__TASK ITEM__. Your task is to gather the lines below that hold the string "NotificationExpired".

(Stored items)
=====

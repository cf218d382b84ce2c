//! # Notifications
//!
//! The banner shown after a send attempt. One tagged value instead of a pair
//! of flags, so success and failure can never be up at the same time.
//!
//! ```text
//! Hidden ──DeliveryFinished──▶ Success{id} / Failure{id}
//!   ▲                                  │
//!   └──── Dismiss  |  Expired(id) ─────┘
//! ```
//!
//! Every banner carries an `id`. Auto-dismiss timers report the `id` they
//! were scheduled for, and only the banner with that `id` is hidden.

#[derive(Debug, Clone, Copy, PartialEq, Eq, Default)]
pub enum Notification {
    #[default]
    Hidden,
    Success { id: u64 },
    Failure { id: u64 },
}

impl Notification {
    pub const SUCCESS_TEXT: &'static str = "Email sent successfully!";
    pub const FAILURE_TEXT: &'static str = "Failed to send email. Please try again later.";

    pub fn is_visible(&self) -> bool {
        !matches!(self, Notification::Hidden)
    }

    pub fn id(&self) -> Option<u64> {
        match self {
            Notification::Hidden => None,
            Notification::Success { id } | Notification::Failure { id } => Some(*id),
        }
    }

    pub fn text(&self) -> Option<&'static str> {
        match self {
            Notification::Hidden => None,
            Notification::Success { .. } => Some(Self::SUCCESS_TEXT),
            Notification::Failure { .. } => Some(Self::FAILURE_TEXT),
        }
    }

    /// Hide the banner if it is still the one the timer was set for.
    /// Returns whether anything changed.
    pub fn expire(&mut self, id: u64) -> bool {
        if self.id() == Some(id) {
            *self = Notification::Hidden;
            true
        } else {
            false
        }
    }
}
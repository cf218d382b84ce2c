//! # Application State
//!
//! Core business state for Missive. This module contains domain logic only -
//! no TUI-specific types. Presentation state lives in the `tui` module.
//!
//! ```text
//! App
//! ├── delivery: Arc<dyn DeliveryProvider>  // where forms go
//! ├── credentials: Credentials             // service/template/public key
//! ├── form: ContactForm                    // the four field values
//! ├── loading: bool                        // a send is in flight
//! ├── notification: Notification          // banner: hidden/success/failure
//! ├── next_notification_id: u64           // stamps each banner
//! ├── status_message: String              // status line text
//! ├── notice_duration: Duration           // banner auto-dismiss delay
//! ├── delivery_timeout: Duration          // deadline for one send
//! └── page: PageCopy                      // title/description/heading
//! ```
//!
//! State changes only happen through `update(state, action)` in action.rs.
//! This keeps things predictable, so no surprise mutations.

use crate::core::config::{
    DEFAULT_DELIVERY_TIMEOUT_SECS, DEFAULT_NOTICE_DURATION_MS, PageCopy, ResolvedConfig,
};
use crate::core::form::ContactForm;
use crate::core::notification::Notification;
use crate::delivery::{Credentials, DeliveryProvider};
use std::sync::Arc;
use std::time::Duration;

pub struct App {
    pub delivery: Arc<dyn DeliveryProvider>,
    pub credentials: Credentials,
    pub form: ContactForm,
    pub loading: bool,
    pub notification: Notification,
    pub next_notification_id: u64,
    pub status_message: String,
    pub notice_duration: Duration,
    pub delivery_timeout: Duration,
    pub page: PageCopy,
}

impl App {
    pub fn new(delivery: Arc<dyn DeliveryProvider>, credentials: Credentials) -> Self {
        Self {
            delivery,
            credentials,
            form: ContactForm::new(),
            loading: false,
            notification: Notification::Hidden,
            next_notification_id: 0,
            status_message: String::new(),
            notice_duration: Duration::from_millis(DEFAULT_NOTICE_DURATION_MS),
            delivery_timeout: Duration::from_secs(DEFAULT_DELIVERY_TIMEOUT_SECS),
            page: PageCopy::default(),
        }
    }

    pub fn from_config(
        delivery: Arc<dyn DeliveryProvider>,
        credentials: Credentials,
        config: &ResolvedConfig,
    ) -> Self {
        Self {
            notice_duration: config.notice_duration,
            delivery_timeout: config.delivery_timeout,
            page: config.page.clone(),
            ..Self::new(delivery, credentials)
        }
    }

    /// Label for the submit control.
    pub fn submit_label(&self) -> &'static str {
        if self.loading { "Sending..." } else { "Send" }
    }
}
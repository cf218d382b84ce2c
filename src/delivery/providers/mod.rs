mod dry_run;
mod emailjs;

pub use dry_run::DryRunProvider;
pub use emailjs::EmailJsProvider;
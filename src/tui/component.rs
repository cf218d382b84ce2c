use ratatui::Frame;
use ratatui::layout::Rect;

/// A reusable UI component.
///
/// Components in this architecture follow the React pattern:
/// - They receive data via props (struct fields).
/// - They may hold internal state (cursor positions, focus).
/// - They render to a `Frame` within a given `Rect`.
///
/// # Mutability
///
/// The `render` method takes `&mut self` to allow components to:
/// 1. Update internal caches (e.g. last rendered width).
/// 2. Manage presentation state (e.g. scroll offsets) during rendering.
pub trait Component {
    /// Render the component into the given area.
    fn render(&mut self, frame: &mut Frame, area: Rect);
}

/// A component that handles terminal events against data it does not own.
///
/// The edited values live in core state (`App::form`), so the handler is
/// given mutable access to them for the duration of one event.
pub trait EventHandler {
    /// The data this component edits.
    type Model: ?Sized;
    /// The type of high-level event this component emits.
    type Event;

    /// Handle a low-level `TuiEvent` and optionally return a high-level event.
    fn handle_event(
        &mut self,
        event: &super::event::TuiEvent,
        model: &mut Self::Model,
    ) -> Option<Self::Event>;
}
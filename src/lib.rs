//! Missive library exports for testing

use clap::ValueEnum;
use serde::{Deserialize, Serialize};

pub mod core;
pub mod delivery;
pub mod tui;

#[cfg(test)]
pub mod test_support;

/// Which delivery backend handles submitted forms.
#[derive(Clone, Copy, Debug, Default, PartialEq, Eq, ValueEnum, Serialize, Deserialize)]
#[serde(rename_all = "kebab-case")]
pub enum Provider {
    #[default]
    #[value(name = "emailjs")]
    #[serde(rename = "emailjs")]
    EmailJs,
    DryRun,
}
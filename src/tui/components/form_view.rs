//! # Form View
//!
//! The contact card: heading, the four text fields and the submit control.
//!
//! Follows the persistent state + transient wrapper pattern:
//! - `FormViewState` lives in `TuiState` (focus + per-field cursors)
//! - `FormView` is created each frame with the current form values as props
//!
//! The submit control is not focusable. Enter on the message field (or
//! Ctrl+S anywhere) submits, which is the terminal equivalent of clicking it.

use ratatui::Frame;
use ratatui::layout::{Alignment, Constraint, Layout, Rect};
use ratatui::style::{Color, Modifier, Style};
use ratatui::text::{Line, Span};
use ratatui::widgets::{Block, BorderType, Padding, Paragraph};

use crate::core::form::{ContactForm, Field};
use crate::tui::component::{Component, EventHandler};
use crate::tui::components::text_field::{FieldEvent, TextField, TextFieldState};
use crate::tui::event::TuiEvent;

/// Rows (and columns) used by the card border and padding.
const CARD_VERTICAL_OVERHEAD: u16 = 4;
/// Rows used by the heading and the gap below it.
const HEADING_HEIGHT: u16 = 2;
const BUTTON_HEIGHT: u16 = 3;

/// Events emitted by the form view
#[derive(Debug, Clone, PartialEq, Eq)]
pub enum FormEvent {
    /// The user asked to send the form
    Submit,
    /// A field's value or the focus changed
    Edited,
}

/// Persistent state for the form: which field has focus and each field's cursor.
pub struct FormViewState {
    pub focus: Field,
    fields: [TextFieldState; 4],
}

impl Default for FormViewState {
    fn default() -> Self {
        Self::new()
    }
}

impl FormViewState {
    pub fn new() -> Self {
        Self {
            focus: Field::Name,
            fields: Field::ALL.map(TextFieldState::new),
        }
    }

    fn index(field: Field) -> usize {
        Field::ALL.iter().position(|f| *f == field).unwrap_or(0)
    }

    fn field_state(&mut self, field: Field) -> &mut TextFieldState {
        &mut self.fields[Self::index(field)]
    }

    pub fn focus_field(&mut self, field: Field) {
        self.focus = field;
    }

    /// Total rows needed to draw the card at `width`.
    pub fn height(&self, form: &ContactForm, width: u16) -> u16 {
        let inner = width.saturating_sub(4);
        let fields: u16 = self
            .fields
            .iter()
            .map(|state| state.height(form.get(state.field), inner))
            .sum();
        CARD_VERTICAL_OVERHEAD + HEADING_HEIGHT + fields + BUTTON_HEIGHT
    }
}

impl EventHandler for FormViewState {
    type Model = ContactForm;
    type Event = FormEvent;

    fn handle_event(&mut self, event: &TuiEvent, form: &mut ContactForm) -> Option<FormEvent> {
        let focus = self.focus;
        let field_event = self
            .field_state(focus)
            .handle_event(event, form.get_mut(focus))?;

        match field_event {
            FieldEvent::Changed => Some(FormEvent::Edited),
            FieldEvent::FocusNext => {
                self.focus = focus.next();
                Some(FormEvent::Edited)
            }
            FieldEvent::FocusPrev => {
                self.focus = focus.prev();
                Some(FormEvent::Edited)
            }
            FieldEvent::Submit => Some(FormEvent::Submit),
        }
    }
}

/// Transient render wrapper for the contact card.
pub struct FormView<'a> {
    state: &'a mut FormViewState,
    form: &'a ContactForm,
    heading: &'a str,
    submit_label: &'a str,
    submit_disabled: bool,
}

impl<'a> FormView<'a> {
    pub fn new(
        state: &'a mut FormViewState,
        form: &'a ContactForm,
        heading: &'a str,
        submit_label: &'a str,
        submit_disabled: bool,
    ) -> Self {
        Self {
            state,
            form,
            heading,
            submit_label,
            submit_disabled,
        }
    }

    fn render_button(&self, frame: &mut Frame, area: Rect) {
        // Dimmed while a send is in flight
        let style = if self.submit_disabled {
            Style::default()
                .fg(Color::Gray)
                .bg(Color::DarkGray)
                .add_modifier(Modifier::DIM)
        } else {
            Style::default()
                .fg(Color::White)
                .bg(Color::Blue)
                .add_modifier(Modifier::BOLD)
        };

        let button = Paragraph::new(vec![
            Line::default(),
            Line::from(Span::raw(self.submit_label)),
            Line::default(),
        ])
        .alignment(Alignment::Center)
        .style(style);

        frame.render_widget(button, area);
    }
}

impl Component for FormView<'_> {
    fn render(&mut self, frame: &mut Frame, area: Rect) {
        let card = Block::bordered()
            .border_type(BorderType::Rounded)
            .border_style(Style::default().fg(Color::Blue))
            .padding(Padding::uniform(1));
        let inner = card.inner(area);
        frame.render_widget(card, area);

        let mut constraints = vec![Constraint::Length(HEADING_HEIGHT)];
        for state in &self.state.fields {
            constraints.push(Constraint::Length(
                state.height(self.form.get(state.field), inner.width),
            ));
        }
        constraints.push(Constraint::Length(BUTTON_HEIGHT));
        let rows = Layout::vertical(constraints).split(inner);

        let heading = Paragraph::new(Line::from(Span::styled(
            self.heading,
            Style::default().fg(Color::White).add_modifier(Modifier::BOLD),
        )));
        frame.render_widget(heading, rows[0]);

        let focus = self.state.focus;
        for (i, state) in self.state.fields.iter_mut().enumerate() {
            let field = state.field;
            TextField::new(state, self.form.get(field), field == focus).render(frame, rows[i + 1]);
        }

        self.render_button(frame, rows[rows.len() - 1]);
    }
}

#[cfg(test)]
mod tests {
    use super::*;
    use ratatui::Terminal;
    use ratatui::backend::TestBackend;

    fn type_str(state: &mut FormViewState, form: &mut ContactForm, s: &str) {
        for c in s.chars() {
            state.handle_event(&TuiEvent::InputChar(c), form);
        }
    }

    fn render_text(state: &mut FormViewState, form: &ContactForm, label: &str, disabled: bool) -> String {
        let backend = TestBackend::new(60, 30);
        let mut terminal = Terminal::new(backend).unwrap();
        terminal
            .draw(|f| {
                FormView::new(state, form, "Email Me", label, disabled).render(f, f.area());
            })
            .unwrap();
        terminal
            .backend()
            .buffer()
            .content()
            .iter()
            .map(|c| c.symbol())
            .collect()
    }

    #[test]
    fn test_typing_goes_to_focused_field() {
        let mut state = FormViewState::new();
        let mut form = ContactForm::new();

        type_str(&mut state, &mut form, "Ada");
        state.handle_event(&TuiEvent::NextField, &mut form);
        type_str(&mut state, &mut form, "ada@x.com");

        assert_eq!(form.name, "Ada");
        assert_eq!(form.email, "ada@x.com");
        assert_eq!(state.focus, Field::Email);
    }

    #[test]
    fn test_enter_walks_fields_then_submits() {
        let mut state = FormViewState::new();
        let mut form = ContactForm::new();

        for expected in [Field::Email, Field::Title, Field::Message] {
            assert_eq!(
                state.handle_event(&TuiEvent::Submit, &mut form),
                Some(FormEvent::Edited)
            );
            assert_eq!(state.focus, expected);
        }
        assert_eq!(
            state.handle_event(&TuiEvent::Submit, &mut form),
            Some(FormEvent::Submit)
        );
    }

    #[test]
    fn test_shift_tab_wraps_to_message() {
        let mut state = FormViewState::new();
        let mut form = ContactForm::new();
        state.handle_event(&TuiEvent::PrevField, &mut form);
        assert_eq!(state.focus, Field::Message);
    }

    #[test]
    fn test_ctrl_s_submits_from_any_field() {
        let mut state = FormViewState::new();
        let mut form = ContactForm::new();
        state.focus_field(Field::Email);
        assert_eq!(
            state.handle_event(&TuiEvent::SubmitForm, &mut form),
            Some(FormEvent::Submit)
        );
    }

    #[test]
    fn test_height_grows_with_message() {
        let state = FormViewState::new();
        let mut form = ContactForm::new();
        let empty = state.height(&form, 60);

        form.message = "1\n2\n3\n4\n5".to_string();
        assert_eq!(state.height(&form, 60), empty + 2);
    }

    #[test]
    fn test_render_shows_fields_and_send() {
        let mut state = FormViewState::new();
        let form = ContactForm::new();
        let text = render_text(&mut state, &form, "Send", false);

        assert!(text.contains("Email Me"));
        assert!(text.contains("Your Name"));
        assert!(text.contains("Your Email"));
        assert!(text.contains("Subject"));
        assert!(text.contains("Message"));
        assert!(text.contains("Send"));
    }

    #[test]
    fn test_render_sending_label() {
        let mut state = FormViewState::new();
        let form = ContactForm::new();
        let text = render_text(&mut state, &form, "Sending...", true);
        assert!(text.contains("Sending..."));
    }
}
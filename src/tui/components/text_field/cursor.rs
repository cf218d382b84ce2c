//! Cursor, goal column and scroll offset for one text field.
//!
//! The text lives in the form, so every method takes the buffer. Multi-line
//! fields scroll by rows, single-line fields by display columns.

use ratatui::layout::Rect;
use unicode_width::UnicodeWidthStr;

use super::layout::{BORDER, column_of, offset_at_column, row_of, wrap_rows};

pub(super) struct CursorState {
    /// Byte offset into the buffer
    pub pos: usize,
    /// First visible row (message) or column (single-line fields)
    pub scroll: u16,
    /// Column vertical moves aim for, so passing a short line doesn't lose it
    pub goal_column: Option<u16>,
    /// Text columns at the last render
    pub text_width: u16,
}

impl CursorState {
    pub fn new() -> Self {
        Self {
            pos: 0,
            scroll: 0,
            goal_column: None,
            text_width: 56,
        }
    }

    /// Pull the cursor back inside `buffer`. The form is cleared from outside
    /// the field after a successful send.
    pub fn clamp(&mut self, buffer: &str) {
        if !buffer.is_char_boundary(self.pos) {
            self.pos = buffer.len();
        }
        if buffer.is_empty() {
            self.scroll = 0;
            self.goal_column = None;
        }
    }

    /// Move one row up (`-1`) or down (`1`). Returns `false` at the edge.
    pub fn move_vertically(&mut self, buffer: &str, direction: i16) -> bool {
        let rows = wrap_rows(buffer, self.text_width);
        let current = row_of(&rows, self.pos);
        let Some(target) = current
            .checked_add_signed(isize::from(direction))
            .filter(|t| *t < rows.len())
        else {
            return false;
        };

        let column = *self
            .goal_column
            .get_or_insert_with(|| column_of(buffer, rows[current], self.pos));
        self.pos = offset_at_column(buffer, rows[target], column);
        true
    }

    /// Scroll just enough to keep the cursor inside the viewport.
    pub fn follow(&mut self, buffer: &str, multiline: bool, max_rows: u16) {
        let (at, span) = if multiline {
            let rows = wrap_rows(buffer, self.text_width);
            if rows.len() <= usize::from(max_rows) {
                self.scroll = 0;
                return;
            }
            (row_of(&rows, self.pos) as u16, max_rows)
        } else {
            (buffer[..self.pos].width() as u16, self.text_width.max(1))
        };

        if at < self.scroll {
            self.scroll = at;
        } else if at >= self.scroll + span {
            self.scroll = at + 1 - span;
        }
    }

    /// Terminal cell of the cursor inside a field drawn at `area`.
    pub fn screen_pos(&self, buffer: &str, area: Rect, multiline: bool) -> (u16, u16) {
        let (row, column) = if multiline {
            let rows = wrap_rows(buffer, self.text_width);
            let row = row_of(&rows, self.pos);
            (
                (row as u16).saturating_sub(self.scroll),
                column_of(buffer, rows[row], self.pos),
            )
        } else {
            (0, (buffer[..self.pos].width() as u16).saturating_sub(self.scroll))
        };

        (
            area.x + BORDER + column.min(self.text_width),
            area.y + BORDER + row,
        )
    }
}
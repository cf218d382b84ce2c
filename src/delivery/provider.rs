use std::fmt;
use std::time::Duration;

use async_trait::async_trait;

use crate::core::form::FormSnapshot;

/// Errors that can occur while handing a form to the delivery service.
/// The UI collapses all of them into a single failure banner; the variants
/// exist so the log says what actually went wrong.
#[derive(Debug)]
pub enum DeliveryError {
    /// Provider misconfigured (missing credential, bad URL).
    Config(String),
    /// Network-level failure (DNS, connection refused, TLS).
    Network(String),
    /// The service answered with a non-success status.
    Api { status: u16, message: String },
    /// No answer within the configured deadline.
    Timeout(Duration),
}

impl fmt::Display for DeliveryError {
    fn fmt(&self, f: &mut fmt::Formatter<'_>) -> fmt::Result {
        match self {
            DeliveryError::Config(msg) => write!(f, "config error: {msg}"),
            DeliveryError::Network(msg) => write!(f, "network error: {msg}"),
            DeliveryError::Api { status, message } => {
                write!(f, "API error (HTTP {status}): {message}")
            }
            DeliveryError::Timeout(after) => {
                write!(f, "timed out after {}ms", after.as_millis())
            }
        }
    }
}

impl std::error::Error for DeliveryError {}

/// The identifiers that route a message through an EmailJS account.
#[derive(Clone, PartialEq, Eq)]
pub struct Credentials {
    pub service_id: String,
    pub template_id: String,
    /// Public key, sent as `user_id`.
    pub public_key: String,
    /// Optional private key, sent as `accessToken` when the account requires it.
    pub private_key: Option<String>,
}

/// Stand-in for a secret in `Debug` output; only says whether one is set.
pub(crate) fn redacted(secret: &Option<String>) -> Option<&'static str> {
    secret.as_ref().map(|_| "<redacted>")
}

impl fmt::Debug for Credentials {
    fn fmt(&self, f: &mut fmt::Formatter<'_>) -> fmt::Result {
        f.debug_struct("Credentials")
            .field("service_id", &self.service_id)
            .field("template_id", &self.template_id)
            .field("public_key", &self.public_key)
            .field("private_key", &redacted(&self.private_key))
            .finish()
    }
}

/// Everything a provider needs to send one form.
pub struct DeliveryRequest<'a> {
    pub credentials: &'a Credentials,
    pub fields: &'a FormSnapshot,
}

#[async_trait]
pub trait DeliveryProvider: Send + Sync {
    /// Returns the name of the provider.
    fn name(&self) -> &str;

    /// Sends the form. Resolves once the service has accepted or rejected it.
    async fn send(&self, request: DeliveryRequest<'_>) -> Result<(), DeliveryError>;
}
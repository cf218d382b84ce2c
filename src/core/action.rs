//! # Actions
//!
//! Everything that can happen to the form becomes an `Action`.
//! User presses Enter on the message? That's `Action::Submit`.
//! EmailJS answers? That's `Action::DeliveryFinished(outcome)`.
//!
//! The `update()` function takes the current state and an action,
//! mutates the state, and returns an `Effect` describing any I/O the
//! adapter must perform. No side effects here.
//!
//! ```text
//! State + Action  →  update()  →  New State + Effect
//! ```
//!
//! This makes everything testable without a terminal or a network.

use log::{debug, info};
use std::time::Duration;

use crate::core::form::FormSnapshot;
use crate::core::notification::Notification;
use crate::core::state::App;
use crate::delivery::DeliveryOutcome;

#[derive(Debug, Clone, PartialEq)]
pub enum Action {
    /// Send the current form contents.
    Submit,
    /// The delivery task resolved.
    DeliveryFinished(DeliveryOutcome),
    /// User closed the banner.
    DismissNotification,
    /// An auto-dismiss timer fired for the banner with this id.
    NotificationExpired(u64),
    Quit,
}

/// I/O requested by `update()`, carried out by the adapter.
#[derive(Debug, Clone, PartialEq)]
pub enum Effect {
    None,
    /// Hand these fields to the delivery provider.
    SpawnDelivery(FormSnapshot),
    /// Send `NotificationExpired(id)` back after `after`.
    ScheduleDismiss { id: u64, after: Duration },
    Quit,
}

pub fn update(app: &mut App, action: Action) -> Effect {
    match action {
        Action::Submit => {
            if app.loading {
                debug!("Submit ignored: a send is already in flight");
                return Effect::None;
            }
            app.loading = true;
            app.status_message = "Sending...".to_string();
            info!("Submitting contact form");
            Effect::SpawnDelivery(app.form.snapshot())
        }
        Action::DeliveryFinished(outcome) => {
            app.loading = false;
            let id = app.next_notification_id;
            app.next_notification_id += 1;
            app.notification = match outcome {
                DeliveryOutcome::Delivered => {
                    app.form.reset();
                    app.status_message = "Message sent".to_string();
                    Notification::Success { id }
                }
                DeliveryOutcome::Failed => {
                    app.status_message = "Message not sent".to_string();
                    Notification::Failure { id }
                }
            };
            info!("Delivery finished: {:?} (notification id={})", outcome, id);
            Effect::ScheduleDismiss {
                id,
                after: app.notice_duration,
            }
        }
        Action::DismissNotification => {
            app.notification = Notification::Hidden;
            Effect::None
        }
        Action::NotificationExpired(id) => {
            if app.notification.expire(id) {
                debug!("Notification {} auto-dismissed", id);
            }
            Effect::None
        }
        Action::Quit => Effect::Quit,
    }
}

=====

__TASK RESPONSE__.
    NotificationExpired(u64),
    /// Send `NotificationExpired(id)` back after `after`.
        Action::NotificationExpired(id) => {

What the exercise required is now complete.